======== Data shown ========

//! Session rendering: photo decoding, template resolution, composition,
//! PNG encoding and publishing.

use std::io::Cursor;
use std::sync::Arc;

use base64::Engine;
use base64::engine::general_purpose::STANDARD as BASE64;
use compositor::{Background, Composer};
use futures::future::join_all;
use image::{DynamicImage, ImageFormat, RgbaImage};
use serde::Serialize;
use session_store::SessionRecord;
use tracing::{debug, info, warn};
use url::Url;

use super::assets::TemplateLibrary;
use super::upload::{CloudinaryClient, UploadError};

/// Folder used for published prints when no default folder is configured.
pub const PUBLISH_FOLDER: &str = "photobooth";

#[derive(Debug, thiserror::Error)]
pub enum RenderError {
    #[error("Invalid data URL")]
    InvalidDataUrl,
    #[error("Base64 decode error: {0}")]
    Base64(#[from] base64::DecodeError),
    #[error("Image error: {0}")]
    Image(#[from] image::ImageError),
    #[error("Render task failed: {0}")]
    Join(#[from] tokio::task::JoinError),
    #[error("Invalid base URL: {0}")]
    Url(#[from] url::ParseError),
}

/// Decode a `data:image/...;base64,` URL into an image.
pub fn decode_data_url(data_url: &str) -> Result<DynamicImage, RenderError> {
    let (header, payload) = data_url.split_once(',').ok_or(RenderError::InvalidDataUrl)?;
    if !header.starts_with("data:image/") || !header.ends_with(";base64") {
        return Err(RenderError::InvalidDataUrl);
    }
    let bytes = BASE64.decode(payload.trim())?;
    Ok(image::load_from_memory(&bytes)?)
}

/// Encode bytes as a `data:image/png;base64,` URL.
pub fn png_data_url(png: &[u8]) -> String {
    format!("data:image/png;base64,{}", BASE64.encode(png))
}

pub fn encode_png(img: &RgbaImage) -> Result<Vec<u8>, RenderError> {
    let mut buf = Cursor::new(Vec::new());
    img.write_to(&mut buf, ImageFormat::Png)?;
    Ok(buf.into_inner())
}

/// Decode all photos in parallel. The result has one entry per input
/// position; undecodable photos become `None` so later photos keep their
/// slot.
pub async fn decode_photos(photos: &[String]) -> Vec<Option<DynamicImage>> {
    let tasks = photos
        .iter()
        .cloned()
        .map(|p| tokio::task::spawn_blocking(move || decode_data_url(&p)));
    let results = join_all(tasks).await;

    results
        .into_iter()
        .enumerate()
        .map(|(index, result)| match result {
            Ok(Ok(img)) => Some(img),
            Ok(Err(e)) => {
                warn!(index, "Skipping undecodable photo: {e}");
                None
            }
            Err(e) => {
                warn!(index, "Photo decode task failed: {e}");
                None
            }
        })
        .collect()
}

/// Share link for a session: the cloud URL when published, else the id.
pub fn share_link(
    base_url: &str,
    cloud_url: Option<&str>,
    session_id: &str,
) -> Result<String, RenderError> {
    let mut url = Url::parse(&format!("{}/photo-result", base_url.trim_end_matches('/')))?;
    {
        let mut pairs = url.query_pairs_mut();
        match cloud_url {
            Some(cloud) => pairs.append_pair("url", cloud),
            None => pairs.append_pair("id", session_id),
        };
    }
    Ok(url.into())
}

/// Link to the locally rendered QR code for `data`.
pub fn qr_link(base_url: &str, data: &str) -> Result<String, RenderError> {
    let mut url = Url::parse(&format!("{}/api/qr", base_url.trim_end_matches('/')))?;
    url.query_pairs_mut().append_pair("data", data);
    Ok(url.into())
}

/// Preview canvas for a layout: phone templates are 3:4, everything else 1:2.
pub fn preview_size(layout: &str, width: u32) -> (u32, u32) {
    let width = width.max(1);
    if layout.starts_with("template-phone") {
        (width, width * 4 / 3)
    } else {
        (width, width * 2)
    }
}

#[derive(Debug, Clone, Serialize)]
pub struct PublishOutcome {
    pub local_url: String,
    pub cloud_url: Option<String>,
    pub share_url: String,
    pub qr_url: String,
    pub uploaded: bool,
    #[serde(skip_serializing_if = "Option::is_none")]
    pub error: Option<String>,
}

#[derive(Clone)]
pub struct RenderService {
    composer: Arc<Composer>,
    templates: TemplateLibrary,
}

impl RenderService {
    pub fn new(composer: Composer, templates: TemplateLibrary) -> Self {
        Self {
            composer: Arc::new(composer),
            templates,
        }
    }

    /// Compose the session's photos onto its layout.
    ///
    /// Only task failures are errors; bad photos and missing templates
    /// degrade to what can be drawn.
    pub async fn render(
        &self,
        session: &SessionRecord,
        size: Option<(u32, u32)>,
    ) -> Result<RgbaImage, RenderError> {
        let photos = decode_photos(&session.photos).await;

        let templates = self.templates.clone();
        let layout = session.layout.clone();
        let composer = Arc::clone(&self.composer);

        let img = tokio::task::spawn_blocking(move || {
            let template = templates.load(&layout);
            let background = match &template {
                Some(image) => Background::Template { id: &layout, image },
                None => Background::Recipe(&layout),
            };
            composer.compose(&background, &photos, size)
        })
        .await?;

        debug!(id = %session.id, w = img.width(), h = img.height(), "Session rendered");
        Ok(img)
    }

    pub async fn render_png(
        &self,
        session: &SessionRecord,
        size: Option<(u32, u32)>,
    ) -> Result<Vec<u8>, RenderError> {
        let img = self.render(session, size).await?;
        tokio::task::spawn_blocking(move || encode_png(&img)).await?
    }

    /// Render and upload. Upload problems are reported in the outcome and
    /// the local result URL is kept.
    pub async fn publish(
        &self,
        session: &SessionRecord,
        uploader: Option<&CloudinaryClient>,
        base_url: &str,
    ) -> Result<PublishOutcome, RenderError> {
        let base = base_url.trim_end_matches('/');
        let local_url = format!("{base}/api/sessions/{}/result.png", session.id);

        let upload = match uploader {
            Some(client) => {
                let png = self.render_png(session, None).await?;
                let folder = if client.default_folder().is_empty() {
                    PUBLISH_FOLDER
                } else {
                    client.default_folder()
                };
                client.upload(&png_data_url(&png), Some(folder), None).await
            }
            None => Err(UploadError::NotConfigured),
        };

        let (cloud_url, error) = match upload {
            Ok(result) => {
                info!(id = %session.id, url = %result.secure_url, "Session published");
                (Some(result.secure_url), None)
            }
            Err(e) => {
                warn!(id = %session.id, "Upload failed, keeping local result: {e}");
                (None, Some(e.to_string()))
            }
        };

        let share_url = share_link(base, cloud_url.as_deref(), &session.id)?;
        let qr_url = qr_link(base, &share_url)?;
        Ok(PublishOutcome {
            local_url,
            uploaded: cloud_url.is_some(),
            cloud_url,
            share_url,
            qr_url,
            error,
        })
    }
}

#[cfg(test)]
mod tests {
    use super::*;
    use compositor::{ComposerConfig, LayoutPreset};
    use image::Rgba;
    use session_store::TimerSetting;

    fn png_url(color: [u8; 4]) -> String {
        let img = RgbaImage::from_pixel(8, 6, Rgba(color));
        png_data_url(&encode_png(&img).unwrap())
    }

    fn session(layout: &str, photos: Vec<String>) -> SessionRecord {
        SessionRecord {
            id: "abc-123".into(),
            layout: layout.into(),
            photos,
            timer: TimerSetting::Three,
            created_at: 0,
        }
    }

    fn service() -> RenderService {
        let composer = Composer::new(ComposerConfig {
            width: 108,
            height: 192,
            template_width: 120,
            template_height: 180,
            ..ComposerConfig::default()
        });
        RenderService::new(composer, TemplateLibrary::default())
    }

    #[test]
    fn data_url_round_trip() {
        let img = decode_data_url(&png_url([1, 2, 3, 255])).unwrap();
        assert_eq!((img.width(), img.height()), (8, 6));
    }

    #[test]
    fn data_url_rejects_bad_input() {
        let bad = |url: &str| decode_data_url(url).unwrap_err();
        assert!(matches!(bad("hello"), RenderError::InvalidDataUrl));
        assert!(matches!(bad("data:text/plain;base64,aGk="), RenderError::InvalidDataUrl));
        assert!(matches!(bad("data:image/png;base64,!!!"), RenderError::Base64(_)));
        assert!(matches!(bad("data:image/png;base64,aGk="), RenderError::Image(_)));
    }

    fn three_photos_with_bad_middle() -> Vec<String> {
        vec![
            png_url([255, 0, 0, 255]),
            "garbage".to_string(),
            png_url([0, 0, 255, 255]),
        ]
    }

    #[tokio::test]
    async fn decode_photos_keeps_positions_of_bad_entries() {
        let decoded = decode_photos(&three_photos_with_bad_middle()).await;
        assert_eq!(decoded.len(), 3);
        let first = decoded[0].as_ref().unwrap().to_rgba8();
        assert_eq!(first.get_pixel(0, 0), &Rgba([255, 0, 0, 255]));
        assert!(decoded[1].is_none());
        let third = decoded[2].as_ref().unwrap().to_rgba8();
        assert_eq!(third.get_pixel(0, 0), &Rgba([0, 0, 255, 255]));
    }

    #[tokio::test]
    async fn undecodable_photo_leaves_its_slot_blank() {
        let record = session("3-grid", three_photos_with_bad_middle());
        let img = service().render(&record, None).await.unwrap();
        let cells = LayoutPreset::for_template("3-grid").cells(108, 192);
        let centre = |i: usize| {
            let c = cells[i];
            *img.get_pixel(c.x + c.width / 2, c.y + c.height / 2)
        };
        assert_eq!(centre(0), Rgba([255, 0, 0, 255]));
        assert_eq!(centre(1), Rgba([255, 255, 255, 255]));
        assert_eq!(centre(2), Rgba([0, 0, 255, 255]));
    }

    #[tokio::test]
    async fn render_uses_recipe_size_without_template() {
        let img = service()
            .render(&session("template-phone", vec![png_url([9, 9, 9, 255])]), None)
            .await
            .unwrap();
        assert_eq!(img.dimensions(), (108, 192));
    }

    #[tokio::test]
    async fn render_uses_template_when_present() {
        let dir = tempfile::tempdir().unwrap();
        RgbaImage::from_pixel(60, 90, Rgba([0, 0, 0, 0]))
            .save(dir.path().join("frame-a.png"))
            .unwrap();
        let composer = Composer::new(ComposerConfig {
            template_width: 120,
            template_height: 180,
            ..ComposerConfig::default()
        });
        let library = TemplateLibrary::new(Some(dir.path().to_path_buf()));
        let svc = RenderService::new(composer, library);
        let img = svc.render(&session("frame-a", vec![]), None).await.unwrap();
        assert_eq!(img.dimensions(), (120, 180));
    }

    #[tokio::test]
    async fn publish_without_uploader_keeps_local_result() {
        let outcome = service()
            .publish(&session("3-grid", vec![]), None, "https://booth.example.com/")
            .await
            .unwrap();
        assert!(!outcome.uploaded);
        assert!(outcome.cloud_url.is_none());
        assert_eq!(
            outcome.local_url,
            "https://booth.example.com/api/sessions/abc-123/result.png"
        );
        assert_eq!(outcome.share_url, "https://booth.example.com/photo-result?id=abc-123");
        assert!(
            outcome
                .qr_url
                .starts_with("https://booth.example.com/api/qr?data=https%3A%2F%2F")
        );
        assert!(outcome.error.is_some());
    }

    #[test]
    fn share_link_encodes_cloud_url() {
        let cloud = Some("https://res.example.com/a b.png");
        let link = share_link("http://localhost:8080", cloud, "x").unwrap();
        assert_eq!(
            link,
            "http://localhost:8080/photo-result?url=https%3A%2F%2Fres.example.com%2Fa+b.png"
        );
    }

    #[test]
    fn preview_aspect_depends_on_layout() {
        assert_eq!(preview_size("template-phone-dark", 300), (300, 400));
        assert_eq!(preview_size("4-grid", 300), (300, 600));
    }
}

========

**What the task asks:** Every line of the listing above that includes "info" should be copied out.

**Response to the exercise:**
use tracing::{debug, info, warn};
                info!(id = %session.id, url = %result.secure_url, "Session published");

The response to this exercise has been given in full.